use std::{
    sync::{
        atomic::{AtomicBool, Ordering},
        Arc,
    },
    thread::{self, JoinHandle},
};

use log::{info, warn};
use u810::{InputSink, ReportPipe, Session, SessionStats};

use crate::errors::{AppError, Result};

/// Cancels a pipe's outstanding request from another thread.
#[derive(Debug, Clone, Default)]
pub struct CancelToken(Arc<AtomicBool>);

impl CancelToken {
    pub fn cancel(&self) {
        self.0.store(true, Ordering::Release);
    }

    pub fn is_cancelled(&self) -> bool {
        self.0.load(Ordering::Acquire)
    }
}

/// A pipe whose blocking `wait` gives up once its token is cancelled.
pub trait CancelPipe: ReportPipe {
    fn cancel_token(&self) -> CancelToken;
}

/// A session driven on its own thread until it closes, then detached there.
pub struct SessionHandle {
    name: String,
    calibrate: bool,
    cancel: CancelToken,
    thread: Option<JoinHandle<SessionStats>>,
}

impl SessionHandle {
    pub fn spawn<P, S>(session: Session<P, S>) -> Result<Self>
    where
        P: CancelPipe + Send + 'static,
        S: InputSink + Send + 'static,
    {
        let cancel = session.pipe().cancel_token();
        let name = session.name().to_string();
        let calibrate = session.config().calibrate;
        let thread = thread::Builder::new()
            .name("u810-session".into())
            .spawn(move || {
                let mut session = session;
                session.run();
                u810::detach(session)
            })?;
        Ok(Self {
            name,
            calibrate,
            cancel,
            thread: Some(thread),
        })
    }

    pub fn name(&self) -> &str {
        &self.name
    }

    pub fn calibrate(&self) -> bool {
        self.calibrate
    }

    /// True once the report stream has ended on its own (unplug, fault).
    pub fn is_finished(&self) -> bool {
        self.thread.as_ref().map_or(true, JoinHandle::is_finished)
    }

    /// Cancels the outstanding request and waits for the worker to detach.
    pub fn stop(mut self) -> Result<SessionStats> {
        self.cancel.cancel();
        let thread = self.thread.take().ok_or(AppError::WorkerPanicked)?;
        let stats = thread.join().map_err(|_| AppError::WorkerPanicked)?;
        info!(
            "{}: worker stopped ({} resubmissions, {} dropped events)",
            self.name, stats.resubmissions, stats.dropped_events
        );
        Ok(stats)
    }
}

impl Drop for SessionHandle {
    fn drop(&mut self) {
        if let Some(thread) = self.thread.take() {
            self.cancel.cancel();
            if thread.join().is_err() {
                warn!("{}: worker panicked", self.name);
            }
        }
    }
}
+===+
**GOAL OF THE EXERCISE:**
Find and copy every line in the entries above where the string "outstanding" occurs.

**TASK OUTPUT:**
/// Cancels a pipe's outstanding request from another thread.
    /// Cancels the outstanding request and waits for the worker to detach.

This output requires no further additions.